Scanf in C language, I am a little confused about the return value.
In the instruction, it says:
EOF is returned if the end of input is reached before either the first successful conversion or a matching failure occurs.
EOF is also returned if a read error occurs, in which case the error indicator for the stream is set.
First, I am not sure what they mean by if the end of input is reached before the first successful conversion or before a matching failure occurs. How is that possible?
Second, I am not sure the difference between read error and matching failure?
First, I am not sure what they mean by if the end of input is reached before the first successful conversion or before a matching failure occurs. How is that possible?
Imagine you're trying to read a character from a file and you're at the end of the file. The end of input will be reached before any successful conversion or matching attempt takes place.
Second, I am not sure the difference between read error and matching failure?

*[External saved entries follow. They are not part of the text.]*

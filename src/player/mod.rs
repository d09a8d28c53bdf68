//! Playback controller module for the Onflix player
//!
//! This module coordinates a media element against a remote stream
//! descriptor, user input and watch-progress reporting. The controller owns
//! the media element exclusively; the rest of the application talks to it
//! through [`PlaybackController`] commands.

mod controller;
pub mod input;
pub mod media;
pub mod overlay;
pub mod progress;
pub mod session;
pub mod simulated;
mod state;

pub use controller::{ControllerMessage, FetchOutcome, LoadOptions, PlaybackController};
pub use input::{InputEvent, Key, PlayerCommand};
pub use media::{media_channel, MediaElement, MediaEvent, MediaEventReceiver, MediaEventSender};
pub use overlay::OverlayState;
pub use progress::{ProgressReporter, ProgressThrottle};
pub use session::{PlayerSession, SessionInput};
pub use simulated::SimulatedMedia;
pub use state::{Effect, PlaybackState, ResumePoint};

use crate::api::{ContentIdentity, ProgressReport, StreamDescriptor};
use crate::utils::error::PlayerError;
use serde::{Deserialize, Serialize};
use std::fmt;
use std::time::Duration;

/// Playback rates offered by the settings menu
pub const PLAYBACK_RATES: [f64; 6] = [0.5, 0.75, 1.0, 1.25, 1.5, 2.0];

/// Lifecycle phase of a playback session
#[derive(Debug, Clone, Copy, PartialEq, Eq)]
pub enum PlaybackPhase {
    /// No stream bound
    Idle,

    /// Descriptor fetch or source bind in progress
    Loading,

    /// Metadata known, not yet started
    Ready,

    /// Currently playing
    Playing,

    /// Playback paused
    Paused,

    /// End of stream reached
    Ended,
}

/// Requested stream quality
#[derive(Debug, Clone, Default, PartialEq, Eq, Hash, Serialize, Deserialize)]
#[serde(from = "String", into = "String")]
pub enum Quality {
    /// Let the backend pick
    #[default]
    Auto,

    /// Explicit variant label such as "720p" or "4k"
    Label(String),
}

impl Quality {
    /// Parse a wire label. Empty and "auto" (any case) map to [`Quality::Auto`].
    pub fn from_label(label: &str) -> Self {
        let trimmed = label.trim();
        if trimmed.is_empty() || trimmed.eq_ignore_ascii_case("auto") {
            Quality::Auto
        } else {
            Quality::Label(trimmed.to_string())
        }
    }

    /// Label sent to the backend, `None` for auto
    pub fn as_query(&self) -> Option<&str> {
        match self {
            Quality::Auto => None,
            Quality::Label(label) => Some(label),
        }
    }
}

impl fmt::Display for Quality {
    fn fmt(&self, f: &mut fmt::Formatter<'_>) -> fmt::Result {
        match self {
            Quality::Auto => f.write_str("auto"),
            Quality::Label(label) => f.write_str(label),
        }
    }
}

impl From<String> for Quality {
    fn from(label: String) -> Self {
        Quality::from_label(&label)
    }
}

impl From<Quality> for String {
    fn from(quality: Quality) -> Self {
        quality.to_string()
    }
}

/// Player configuration
#[derive(Debug, Clone)]
pub struct PlayerConfig {
    /// Start playing once the stream is ready
    pub auto_play: bool,

    /// Initial volume (0.0 to 1.0)
    pub default_volume: f64,

    /// Arrow-key seek step in seconds
    pub seek_step: f64,

    /// Arrow-key volume step
    pub volume_step: f64,

    /// Minimum spacing between progress reports
    pub progress_interval: Duration,

    /// Idle time before controls hide while playing
    pub controls_hide_after: Duration,

    /// Quality requested when the caller does not pick one
    pub default_quality: Quality,
}

impl Default for PlayerConfig {
    fn default() -> Self {
        Self {
            auto_play: false,
            default_volume: 1.0,
            seek_step: 10.0,
            volume_step: 0.1,
            progress_interval: Duration::from_secs(10),
            controls_hide_after: Duration::from_secs(3),
            default_quality: Quality::Auto,
        }
    }
}

/// Category of a failure surfaced to the user
#[derive(Debug, Clone, Copy, PartialEq, Eq)]
pub enum FailureKind {
    StreamUnavailable,
    Playback,
    QualitySwitch,
}

/// A failure recorded in the playback state
#[derive(Debug, Clone, PartialEq)]
pub struct PlaybackFailure {
    pub kind: FailureKind,
    pub message: String,

    /// Whether the retry affordance should be shown
    pub retryable: bool,
}

impl PlaybackFailure {
    /// Record `err` as shown to the user
    pub fn from_error(err: &PlayerError) -> Self {
        let kind = match err {
            PlayerError::StreamUnavailable(_) => FailureKind::StreamUnavailable,
            PlayerError::QualitySwitch { .. } => FailureKind::QualitySwitch,
            _ => FailureKind::Playback,
        };
        Self {
            kind,
            message: err.to_string(),
            retryable: err.is_retryable(),
        }
    }
}

/// Player event for external event handling
#[derive(Debug, Clone, PartialEq)]
pub enum PlayerEvent {
    /// Identity changed; all session state was reset
    Reset { identity: ContentIdentity },

    /// Descriptor fetch started
    Loading { quality: Quality },

    /// A descriptor was bound to the media element
    StreamBound { descriptor: StreamDescriptor },

    /// Metadata loaded
    Ready { duration: f64 },

    /// Playback started
    PlaybackStarted,

    /// Playback paused
    PlaybackPaused,

    /// Position changed
    PositionChanged { position: f64, duration: f64 },

    /// Buffering flag flipped
    BufferingChanged { buffering: bool },

    /// Volume or mute changed
    VolumeChanged { volume: f64, muted: bool },

    /// Playback rate changed
    SpeedChanged { rate: f64 },

    /// Quality switch completed
    QualityChanged { quality: Quality },

    /// Subtitle selection changed
    SubtitleChanged { language: Option<String> },

    /// Fullscreen toggled
    FullscreenChanged { fullscreen: bool },

    /// A progress report was handed to the sink
    ProgressReported { report: ProgressReport },

    /// End of stream reached
    Ended,

    /// Error occurred
    Error { failure: PlaybackFailure },
}

/// Player event handler trait
pub trait PlayerEventHandler: Send {
    fn handle_event(&mut self, event: &PlayerEvent);
}

impl<F> PlayerEventHandler for F
where
    F: FnMut(&PlayerEvent) + Send,
{
    fn handle_event(&mut self, event: &PlayerEvent) {
        self(event)
    }
}
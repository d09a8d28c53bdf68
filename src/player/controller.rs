//! Playback controller implementation
//!
//! The controller owns the media element and is the only thing that touches
//! it. Everything that happens to a session arrives as one of three inputs:
//! a user command (method call), a media event, or the outcome of a stream
//! descriptor fetch. Fetches run on the tokio runtime and come back tagged
//! with a ticket; any outcome whose ticket is no longer current is dropped.

use super::input::{map_input, InputEvent, PlayerCommand};
use super::media::{MediaElement, MediaEvent, MediaEventReceiver};
use super::overlay::OverlayState;
use super::progress::ProgressReporter;
use super::state::{Effect, PlaybackState, ResumePoint};
use super::{
    FailureKind, PlaybackFailure, PlaybackPhase, PlayerConfig, PlayerEvent, PlayerEventHandler,
    Quality, PLAYBACK_RATES,
};
use crate::api::{
    ContentIdentity, ProgressReport, ProgressSink, StreamDescriptor, StreamRequest, StreamResolver,
    SubtitleTrack,
};
use crate::utils::error::{PlayerError, Result, StreamUnavailable};

use log::{debug, error, info, warn};
use std::sync::Arc;
use std::time::Duration;
use tokio::sync::mpsc;
use tokio::task::JoinSet;
use tokio::time::Instant;

/// Options for starting playback of a new identity
#[derive(Debug, Clone, Default)]
pub struct LoadOptions {
    /// Quality to request; the configured default when `None`
    pub quality: Option<Quality>,

    /// Position to seek to once metadata is known
    pub start_time: f64,

    /// Overrides the configured autoplay flag
    pub auto_play: Option<bool>,
}

/// Why a descriptor was requested
#[derive(Debug, Clone, PartialEq)]
enum FetchPurpose {
    /// Mount, identity change or retry
    Load { quality: Quality, resume: ResumePoint },

    /// Quality change on a bound stream
    Switch { quality: Quality, resume: ResumePoint },
}

impl FetchPurpose {
    fn quality(&self) -> &Quality {
        match self {
            FetchPurpose::Load { quality, .. } | FetchPurpose::Switch { quality, .. } => quality,
        }
    }

    fn resume(&self) -> &ResumePoint {
        match self {
            FetchPurpose::Load { resume, .. } | FetchPurpose::Switch { resume, .. } => resume,
        }
    }

    fn resume_mut(&mut self) -> &mut ResumePoint {
        match self {
            FetchPurpose::Load { resume, .. } | FetchPurpose::Switch { resume, .. } => resume,
        }
    }
}

#[derive(Debug)]
struct PendingFetch {
    ticket: u64,
    purpose: FetchPurpose,
}

/// Result of a spawned descriptor fetch
#[derive(Debug)]
pub struct FetchOutcome {
    ticket: u64,
    result: std::result::Result<StreamDescriptor, StreamUnavailable>,
}

/// Anything the controller reacts to besides direct commands
#[derive(Debug)]
pub enum ControllerMessage {
    Media(MediaEvent),
    Fetched(FetchOutcome),
}

/// Coordinates one media element against the backend
pub struct PlaybackController {
    media: Box<dyn MediaElement>,
    media_events: MediaEventReceiver,
    resolver: Arc<dyn StreamResolver>,
    reporter: ProgressReporter,
    config: PlayerConfig,
    state: PlaybackState,
    overlay: OverlayState,
    identity: Option<ContentIdentity>,
    descriptor: Option<StreamDescriptor>,
    fetch_tx: mpsc::UnboundedSender<FetchOutcome>,
    fetch_rx: mpsc::UnboundedReceiver<FetchOutcome>,
    ticket: u64,
    pending: Option<PendingFetch>,
    fetches: JoinSet<()>,
    handlers: Vec<Box<dyn PlayerEventHandler>>,
    mounted: bool,
    focused: bool,
}
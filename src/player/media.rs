//! Media element abstraction
//!
//! A media element is the thing that actually decodes and renders a stream.
//! Commands go in through [`MediaElement`]; what the element observes comes
//! back asynchronously as [`MediaEvent`]s on an unbounded channel, in the
//! order the element produced them.

use crate::api::SubtitleTrack;
use crate::utils::error::Result;
use tokio::sync::mpsc;

/// Notifications emitted by a media element
#[derive(Debug, Clone, PartialEq)]
pub enum MediaEvent {
    /// Duration is known
    LoadedMetadata { duration: f64 },

    /// Playback position moved
    TimeUpdate { current_time: f64 },

    /// Element started playing
    Play,

    /// Element paused
    Pause,

    /// End of stream
    Ended,

    /// Playback stalled waiting for data
    Waiting,

    /// Enough data buffered to play
    CanPlay,

    /// Volume or mute changed
    VolumeChange { volume: f64, muted: bool },

    /// Decode or network failure
    Error { message: String },
}

pub type MediaEventSender = mpsc::UnboundedSender<MediaEvent>;
pub type MediaEventReceiver = mpsc::UnboundedReceiver<MediaEvent>;

/// Create the channel a media element reports through
pub fn media_channel() -> (MediaEventSender, MediaEventReceiver) {
    mpsc::unbounded_channel()
}

/// Commands accepted by a media element
pub trait MediaElement: Send {
    /// Replace the current source. Position resets and the element pauses.
    fn set_source(&mut self, url: &str) -> Result<()>;

    fn play(&mut self) -> Result<()>;

    fn pause(&mut self) -> Result<()>;

    /// Absolute seek in seconds
    fn set_current_time(&mut self, seconds: f64) -> Result<()>;

    fn set_volume(&mut self, volume: f64) -> Result<()>;

    fn set_muted(&mut self, muted: bool) -> Result<()>;

    fn set_playback_rate(&mut self, rate: f64) -> Result<()>;

    /// Attach a subtitle track, or detach with `None`
    fn set_subtitle(&mut self, track: Option<&SubtitleTrack>) -> Result<()>;

    /// Stop playback and drop the underlying resource. No events follow.
    fn release(&mut self);
}
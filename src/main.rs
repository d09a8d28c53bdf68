use anyhow::Result;
use clap::Parser;
use env_logger::Env;
use log::{debug, error, info, warn};
use std::path::PathBuf;
use std::sync::Arc;
use std::time::Duration;
use tokio::io::{AsyncBufReadExt, BufReader};
use tokio::sync::mpsc;

use onflix_player::api::{ApiClient, ContentIdentity};
use onflix_player::player::{
    media_channel, LoadOptions, PlaybackController, PlayerEvent, PlayerEventHandler, PlayerSession,
    SessionInput, SimulatedMedia,
};
use onflix_player::utils::{format_time, load_config, progress_percent, Config};
use onflix_player::Quality;

/// Onflix player - plays a catalog title headlessly and reports watch progress
#[derive(Parser, Debug)]
#[command(author, version, about, long_about = None)]
struct Args {
    /// Content id to play
    #[arg(value_name = "CONTENT_ID")]
    content_id: String,

    /// Episode id for series content
    #[arg(short, long)]
    episode: Option<String>,

    /// Requested quality (480p, 720p, 1080p, 4k, auto)
    #[arg(short, long)]
    quality: Option<String>,

    /// Start position in seconds
    #[arg(short, long, default_value = "0")]
    start: f64,

    /// Start playing as soon as the stream is ready
    #[arg(short, long)]
    autoplay: bool,

    /// Backend base URL, overrides the config file
    #[arg(long, value_name = "URL")]
    api_url: Option<String>,

    /// Config file to use instead of the default locations
    #[arg(short, long, value_name = "FILE")]
    config: Option<PathBuf>,

    /// Duration in seconds given to the simulated stream
    #[arg(long, default_value = "600")]
    duration: f64,

    /// Enable debug logging
    #[arg(short, long)]
    debug: bool,
}

/// Clock period of the simulated element
const TICK: Duration = Duration::from_millis(250);

#[tokio::main]
async fn main() -> Result<()> {
    let args = Args::parse();

    let mut config = match &args.config {
        Some(path) => Config::load_from(path)?,
        None => load_config()?,
    };
    if let Some(url) = &args.api_url {
        config.api.base_url = url.clone();
    }

    // Initialize logging
    let log_level = if args.debug { "debug" } else { config.general.log_level.as_str() };
    env_logger::Builder::from_env(Env::default().default_filter_or(log_level))
        .format_timestamp_millis()
        .init();

    info!("Starting Onflix player v{}", env!("CARGO_PKG_VERSION"));
    debug!("Backend at {}", config.api.base_url);

    let api = Arc::new(ApiClient::new(&config.api)?);
    let player_config = config.player.to_player_config();

    let (media_tx, media_rx) = media_channel();
    let media = SimulatedMedia::new(media_tx, args.duration);
    let mut controller = PlaybackController::new(
        Box::new(media.clone()),
        media_rx,
        api.clone(),
        api,
        player_config,
    );
    controller.add_event_handler(Box::new(LoggingEventHandler));

    let identity = match &args.episode {
        Some(episode) => ContentIdentity::episode(args.content_id.clone(), episode.clone()),
        None => ContentIdentity::new(args.content_id.clone()),
    };
    let options = LoadOptions {
        quality: args.quality.as_deref().map(Quality::from_label),
        start_time: args.start,
        auto_play: args.autoplay.then_some(true),
    };
    controller.load(identity, options)?;

    let (input_tx, input_rx) = mpsc::unbounded_channel();
    spawn_stdin_reader(input_tx.clone());

    tokio::spawn(async move {
        if tokio::signal::ctrl_c().await.is_ok() {
            let _ = input_tx.send(SessionInput::Shutdown);
        }
    });

    let state = PlayerSession::new(controller, input_rx)
        .with_clock(TICK, move |elapsed| media.advance(elapsed))
        .exit_on_end(true)
        .run()
        .await;

    info!(
        "Stopped at {} / {} ({:.0}%)",
        format_time(state.current_time),
        format_time(state.duration),
        progress_percent(state.current_time, state.duration)
    );
    if let Some(failure) = state.error {
        error!("Last error: {}", failure.message);
    }
    Ok(())
}

/// Forward console lines to the session
fn spawn_stdin_reader(tx: mpsc::UnboundedSender<SessionInput>) {
    tokio::spawn(async move {
        let mut lines = BufReader::new(tokio::io::stdin()).lines();
        loop {
            match lines.next_line().await {
                Ok(Some(line)) if line.trim().is_empty() => continue,
                Ok(Some(line)) => match SessionInput::parse(&line) {
                    Ok(input) => {
                        if tx.send(input).is_err() {
                            break;
                        }
                    }
                    Err(e) => warn!("{}", e),
                },
                Ok(None) => break,
                Err(e) => {
                    error!("Failed to read stdin: {}", e);
                    break;
                }
            }
        }
    });
}

/// Event handler that logs events
struct LoggingEventHandler;

impl PlayerEventHandler for LoggingEventHandler {
    fn handle_event(&mut self, event: &PlayerEvent) {
        match event {
            PlayerEvent::Ready { duration } => info!("Ready, duration {}", format_time(*duration)),
            PlayerEvent::PlaybackStarted => info!("Playback started"),
            PlayerEvent::PlaybackPaused => info!("Playback paused"),
            PlayerEvent::PositionChanged { position, duration } => {
                // Log position changes at debug level to avoid spam
                debug!("Position: {} / {}", format_time(*position), format_time(*duration));
            }
            PlayerEvent::BufferingChanged { buffering } => debug!("Buffering: {}", buffering),
            PlayerEvent::VolumeChanged { volume, muted } => {
                info!("Volume: {:.0}%{}", volume * 100.0, if *muted { " (muted)" } else { "" });
            }
            PlayerEvent::SpeedChanged { rate } => info!("Playback speed: {:.2}x", rate),
            PlayerEvent::QualityChanged { quality } => info!("Quality: {}", quality),
            PlayerEvent::SubtitleChanged { language } => {
                info!("Subtitles: {}", language.as_deref().unwrap_or("off"));
            }
            PlayerEvent::FullscreenChanged { fullscreen } => info!("Fullscreen: {}", fullscreen),
            PlayerEvent::Ended => info!("End of media reached"),
            PlayerEvent::Error { failure } => {
                error!("Player error: {}", failure.message);
                if failure.retryable {
                    info!("Type 'retry' to try again");
                }
            }
            _ => {}
        }
    }
}
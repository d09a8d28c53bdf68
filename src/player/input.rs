//! Input controller: keyboard and pointer gestures to player commands

use super::state::PlaybackState;
use super::{PlayerConfig, Quality};

/// Keys the player reacts to
#[derive(Debug, Clone, Copy, PartialEq, Eq)]
pub enum Key {
    Space,
    ArrowLeft,
    ArrowRight,
    ArrowUp,
    ArrowDown,
    M,
    F,
    Escape,
    Other,
}

impl Key {
    /// Parse a key name as typed on a console or sent by a host UI
    pub fn from_name(name: &str) -> Key {
        match name.trim().to_ascii_lowercase().as_str() {
            "space" | " " => Key::Space,
            "left" | "arrowleft" => Key::ArrowLeft,
            "right" | "arrowright" => Key::ArrowRight,
            "up" | "arrowup" => Key::ArrowUp,
            "down" | "arrowdown" => Key::ArrowDown,
            "m" | "keym" => Key::M,
            "f" | "keyf" => Key::F,
            "esc" | "escape" => Key::Escape,
            _ => Key::Other,
        }
    }
}

/// Raw user input delivered to the controller
#[derive(Debug, Clone, PartialEq)]
pub enum InputEvent {
    KeyPressed(Key),

    /// Click or drag on the progress bar at `x` pixels of a `width`-pixel bar
    ProgressBarClick { x: f64, width: f64 },

    /// Pointer activity over the player
    PointerMoved,

    /// Pointer left the player area
    PointerLeft,
}

/// Operations the controller can perform
#[derive(Debug, Clone, PartialEq)]
pub enum PlayerCommand {
    TogglePlay,
    Play,
    Pause,
    SeekTo(f64),
    SeekBy(f64),
    SetVolume(f64),
    AdjustVolume(f64),
    ToggleMute,
    ToggleFullscreen,
    ExitFullscreen,
    SetPlaybackRate(f64),
    SetQuality(Quality),
    SelectSubtitle(Option<String>),
    ToggleSettings,
    Retry,
}

/// Map a progress-bar position linearly onto `[0, duration]`
pub fn progress_bar_target(x: f64, width: f64, duration: f64) -> f64 {
    if width <= 0.0 || !x.is_finite() || duration <= 0.0 {
        return 0.0;
    }
    (x / width).clamp(0.0, 1.0) * duration
}

/// Translate an input event into a command, if it maps to one
pub fn map_input(event: &InputEvent, state: &PlaybackState, config: &PlayerConfig) -> Option<PlayerCommand> {
    match event {
        InputEvent::KeyPressed(key) => match key {
            Key::Space => Some(PlayerCommand::TogglePlay),
            Key::ArrowLeft => Some(PlayerCommand::SeekBy(-config.seek_step)),
            Key::ArrowRight => Some(PlayerCommand::SeekBy(config.seek_step)),
            Key::ArrowUp => Some(PlayerCommand::AdjustVolume(config.volume_step)),
            Key::ArrowDown => Some(PlayerCommand::AdjustVolume(-config.volume_step)),
            Key::M => Some(PlayerCommand::ToggleMute),
            Key::F => Some(PlayerCommand::ToggleFullscreen),
            Key::Escape if state.fullscreen => Some(PlayerCommand::ExitFullscreen),
            _ => None,
        },
        InputEvent::ProgressBarClick { x, width } => Some(PlayerCommand::SeekTo(progress_bar_target(
            *x,
            *width,
            state.duration,
        ))),
        InputEvent::PointerMoved | InputEvent::PointerLeft => None,
    }
}
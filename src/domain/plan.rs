//! Lesson-plan records and their validation.

use std::fmt;

use chrono::Utc;
use non_empty_string::NonEmptyString;
use serde::{Deserialize, Serialize};

use crate::domain::Day;

/// Unique identifier of a lesson plan.
///
/// Identifiers are strings derived from the creation time in milliseconds.
/// The generation scheme alone does not guarantee uniqueness; the record
/// store enforces the uniqueness invariant by bumping colliding values.
#[derive(Debug, Clone, PartialEq, Eq, PartialOrd, Ord, Hash, Serialize, Deserialize)]
#[serde(transparent)]
pub struct PlanId(String);

impl PlanId {
    /// Generates an identifier from the current unix time in milliseconds.
    #[must_use]
    pub fn generate() -> Self {
        Self::from_millis(Utc::now().timestamp_millis())
    }

    /// Builds an identifier from a millisecond timestamp.
    #[must_use]
    pub fn from_millis(millis: i64) -> Self {
        Self(millis.to_string())
    }

    /// The identifier as a string slice.
    #[must_use]
    pub fn as_str(&self) -> &str {
        &self.0
    }

    /// The identifier reinterpreted as a millisecond timestamp, when it is
    /// one. Used by the store to bump colliding generated ids.
    pub(crate) fn as_millis(&self) -> Option<i64> {
        self.0.parse().ok()
    }
}

impl From<String> for PlanId {
    fn from(value: String) -> Self {
        Self(value)
    }
}

impl From<&str> for PlanId {
    fn from(value: &str) -> Self {
        Self(value.to_string())
    }
}

impl fmt::Display for PlanId {
    fn fmt(&self, f: &mut fmt::Formatter<'_>) -> fmt::Result {
        f.write_str(&self.0)
    }
}

/// A lesson plan assigned to one day of the weekly board.
#[derive(Debug, Clone, PartialEq, Eq)]
pub struct LessonPlan {
    id: PlanId,
    title: NonEmptyString,
    subject: NonEmptyString,
    description: String,
    duration_minutes: u32,
    objectives: String,
    materials: String,
    day: Day,
    time_slot: Option<String>,
}

/// The mutable content of a lesson plan, without its identity.
///
/// This is the shape produced by the edit form: the same fields as
/// [`LessonPlan`] minus the identifier, with plain strings that have not
/// been validated yet.
#[derive(Debug, Clone, PartialEq, Eq, Serialize, Deserialize)]
pub struct PlanData {
    /// Title of the lesson (required).
    pub title: String,
    /// Subject taught (required).
    pub subject: String,
    /// Free-text description.
    pub description: String,
    /// Duration in minutes (must be positive).
    pub duration_minutes: u32,
    /// Learning objectives, free text.
    pub objectives: String,
    /// Materials needed, free text.
    pub materials: String,
    /// Day bucket the plan is assigned to.
    pub day: Day,
    /// Optional display time slot, e.g. "9:00 AM - 10:30 AM".
    pub time_slot: Option<String>,
}

impl Default for PlanData {
    fn default() -> Self {
        Self {
            title: String::new(),
            subject: String::new(),
            description: String::new(),
            duration_minutes: 60,
            objectives: String::new(),
            materials: String::new(),
            day: Day::Monday,
            time_slot: None,
        }
    }
}

/// A required field is missing or out of range.
///
/// Surfaced synchronously from `create`/`update` for user-facing
/// correction; never silently dropped.
#[derive(Debug, Clone, PartialEq, Eq, thiserror::Error)]
pub enum ValidationError {
    /// The title is empty or whitespace.
    #[error("a lesson plan requires a title")]
    EmptyTitle,
    /// The subject is empty or whitespace.
    #[error("a lesson plan requires a subject")]
    EmptySubject,
    /// The duration is zero minutes.
    #[error("duration must be a positive number of minutes")]
    ZeroDuration,
}

impl LessonPlan {
    /// Builds a validated lesson plan from form data.
    ///
    /// Title and subject are trimmed before the emptiness check; an empty
    /// `time_slot` is normalised to `None`.
    ///
    /// # Errors
    ///
    /// Returns a [`ValidationError`] if the title or subject is empty or
    /// the duration is zero.
    pub fn new(id: PlanId, data: PlanData) -> Result<Self, ValidationError> {
        let title = NonEmptyString::new(data.title.trim().to_string())
            .map_err(|_| ValidationError::EmptyTitle)?;
        let subject = NonEmptyString::new(data.subject.trim().to_string())
            .map_err(|_| ValidationError::EmptySubject)?;

        if data.duration_minutes == 0 {
            return Err(ValidationError::ZeroDuration);
        }

        let time_slot = data.time_slot.filter(|slot| !slot.trim().is_empty());

        Ok(Self {
            id,
            title,
            subject,
            description: data.description,
            duration_minutes: data.duration_minutes,
            objectives: data.objectives,
            materials: data.materials,
            day: data.day,
            time_slot,
        })
    }

    /// The unique identifier of this plan.
    #[must_use]
    pub const fn id(&self) -> &PlanId {
        &self.id
    }

    /// The lesson title.
    #[must_use]
    pub fn title(&self) -> &str {
        self.title.as_str()
    }

    /// The subject taught.
    #[must_use]
    pub fn subject(&self) -> &str {
        self.subject.as_str()
    }

    /// The free-text description.
    #[must_use]
    pub fn description(&self) -> &str {
        &self.description
    }

    /// The duration in minutes. Always positive.
    #[must_use]
    pub const fn duration_minutes(&self) -> u32 {
        self.duration_minutes
    }

    /// Learning objectives.
    #[must_use]
    pub fn objectives(&self) -> &str {
        &self.objectives
    }

    /// Materials needed.
    #[must_use]
    pub fn materials(&self) -> &str {
        &self.materials
    }

    /// The day bucket this plan is assigned to.
    #[must_use]
    pub const fn day(&self) -> Day {
        self.day
    }

    /// Optional display time slot.
    #[must_use]
    pub fn time_slot(&self) -> Option<&str> {
        self.time_slot.as_deref()
    }

    /// Reassigns the day bucket. The store is the only caller; everything
    /// else mutates through its operations.
    pub(crate) const fn set_day(&mut self, day: Day) {
        self.day = day;
    }

    /// The plan's content as form data, for pre-filling an edit form.
    #[must_use]
    pub fn to_data(&self) -> PlanData {
        PlanData {
            title: self.title.as_str().to_string(),
            subject: self.subject.as_str().to_string(),
            description: self.description.clone(),
            duration_minutes: self.duration_minutes,
            objectives: self.objectives.clone(),
            materials: self.materials.clone(),
            day: self.day,
            time_slot: self.time_slot.clone(),
        }
    }
}
use std::path::Path;

use tracing::instrument;
use weekplan::Day;

use crate::cli::{open_initialised, parse_day, terminal::Colorize};

#[derive(Debug, clap::Parser)]
pub struct Command {
    #[command(subcommand)]
    action: Action,
}

#[derive(Debug, clap::Subcommand)]
enum Action {
    /// Print the current configuration
    Show,

    /// Set the default day for new plans
    DefaultDay {
        /// The day to use
        #[arg(value_parser = parse_day)]
        day: Day,
    },

    /// Set the default duration (minutes) for new plans
    DefaultDuration {
        /// Duration in minutes
        minutes: u32,
    },

    /// Allow or forbid unrecognised markdown files in the plans directory
    AllowUnrecognised {
        /// "true" to skip foreign files, "false" to reject them
        value: bool,
    },
}

impl Command {
    #[instrument]
    pub fn run(self, root: &Path) -> anyhow::Result<()> {
        let mut directory = open_initialised(root)?;

        match self.action {
            Action::Show => {
                let config = directory.config();
                println!(
                    "default_duration_minutes = {}",
                    config.default_duration_minutes()
                );
                println!("default_day = \"{}\"", config.default_day());
                println!("allow_unrecognised = {}", config.allow_unrecognised);
                return Ok(());
            }
            Action::DefaultDay { day } => directory.config_mut().set_default_day(day),
            Action::DefaultDuration { minutes } => {
                anyhow::ensure!(minutes > 0, "duration must be a positive number of minutes");
                directory.config_mut().set_default_duration_minutes(minutes);
            }
            Action::AllowUnrecognised { value } => {
                directory.config_mut().allow_unrecognised = value;
            }
        }

        directory
            .save_config()
            .map_err(|e| anyhow::anyhow!("Failed to save config: {e}"))?;

        println!("{}", "✅ Updated config.toml".success());

        Ok(())
    }
}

A read error means you were unable to read data from the FILE. A matching failure means you were able to read data but it didn't match what was expected (for example, reading a for %d.)
The function scanf() returns the number of fields successfully read and converted. But if I type (Windows) Ctrl-Z for the input, that indicates EOF. In Linux, I think that may be Ctrl-D? So if you haven't entered meaningful values, scanf() indicates failure in one way or another.
Typically, you test for the number of inputs required, and this will cover the EOF situation too.
if (1 != scanf("%d", &i))
printf ("No valid input\n");
Related
During read/write operations is it absolutely necessary to check feof()?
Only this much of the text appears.